The target article follows the conventional statistical language in which a study is a “false positive” if it claims to find an effect where none exists. But in the human sciences, just about all of the effects we are trying to study are real; there are no zeros. See Gelman (Reference Gelman2013) and McShane et al. (Reference McShane, Gal, Gelman, Robert and Tackett2017) for further discussion of this point. Effects can be hard to detect, though, because they can be highly variable and measured inaccurately and with bias. Instead of talking about false positives and false negatives, we prefer to speak of type M (magnitude) and type S (sign) errors (Gelman & Carlin Reference Gelman and Carlin2014). Related is the use of expressions such as “failed replication.” I have used such phrases myself, but they get us into trouble with their implication that there is some criterion under which a replication can be said to succeed or fail. Do we just check whether p<.05? That would be a very noisy rule, and I think we would all be better off simply reporting the results from the old and new studies (as in the graph in Simmons & Simonsohn Reference Simmons and Simonsohn2015). If there is a need to count replications in a larger study of studies such as the Open Science Collaboration, I would prefer to do so using continuous measures rather than threshold-based replication rates.

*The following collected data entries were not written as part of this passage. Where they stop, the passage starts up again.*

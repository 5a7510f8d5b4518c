//! The octocrab handle plus the repository it works on.

use octocrab::Octocrab;

use crate::types::RepoId;

use super::retry::RetryConfig;

/// A GitHub client bound to one repository.
///
/// `GitHubEffect`s name branches and PR numbers but not the repository, so
/// the client supplies owner and name for every request it makes.
#[derive(Clone)]
pub struct OctocrabClient {
    octocrab: Octocrab,
    repo: RepoId,
    read_retry: RetryConfig,
}

impl OctocrabClient {
    pub fn new(octocrab: Octocrab, repo: RepoId) -> Self {
        OctocrabClient {
            octocrab,
            repo,
            read_retry: RetryConfig::DEFAULT,
        }
    }

    /// Authenticates with a token, such as the `GITHUB_TOKEN` an Actions
    /// runner provides.
    pub fn from_token(token: impl Into<String>, repo: RepoId) -> Result<Self, octocrab::Error> {
        let octocrab = Octocrab::builder().personal_token(token.into()).build()?;
        Ok(Self::new(octocrab, repo))
    }

    pub fn inner(&self) -> &Octocrab {
        &self.octocrab
    }

    pub fn repo(&self) -> &RepoId {
        &self.repo
    }

    pub fn owner(&self) -> &str {
        &self.repo.owner
    }

    pub fn repo_name(&self) -> &str {
        &self.repo.repo
    }

    pub fn retry_config(&self) -> RetryConfig {
        self.read_retry
    }
}

impl std::fmt::Debug for OctocrabClient {
    fn fmt(&self, f: &mut std::fmt::Formatter<'_>) -> std::fmt::Result {
        // Octocrab holds the credential; only show what we are pointed at.
        f.debug_struct("OctocrabClient")
            .field("repo", &self.repo)
            .field("read_retry", &self.read_retry)
            .finish_non_exhaustive()
    }
}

The authors write, “if there is no theoretical reason to assume that an effect that was produced with a sample of college students in Michigan will not produce a similar effect in Florida, or in the United Kingdom or Japan, for that matter, then a replication carried out with these samples would be considered direct” (sect. 4, para. 3). The difficulty here is that theories are often so flexible that all these sorts of differences can be cited as reasons for a replication failure. For example, Michigan is colder than Florida, and outdoor air temperature was used as an alibi for a replication failure of a well-publicized finding in evolutionary psychology (Tracy & Beall Reference Tracy and Beall2014). Also there is no end to the differences between the United Kingdom and Japan that could be used to explain away a disappointing replication result in social psychology. The point is that any of these could be considered a “direct replication” if that interpretation is desired, or a mere “extension” or “conceptual replication” if the results do not come out as planned. In social psychology, at least, it could be argued that no replication is truly direct: society, and social expectations, change over time. The authors recognize this in citing Schmidt (Reference Schmidt2009) and also in their discussion of why contextual variation does not invalidate the utility of replications; given this, I think the authors could improve their framework by abandoning the concept of “direct replication” entirely, instead moving to a meta-analytic approach in which it is accepted ahead of time that the underlying treatment effects will vary between studies. Rather than trying to evaluate “whether a study is a direct or conceptual” replication, we can express the difference between old and new studies in terms of the expected variation in the treatment effect between conditions.
That said, if the measurements in the original study are indirect and noisy (as is often the case) and it is impossible or inconvenient to reanalyze the raw data, the question is moot, and it can make sense to just take the results from the replication or extension studies as our new starting point.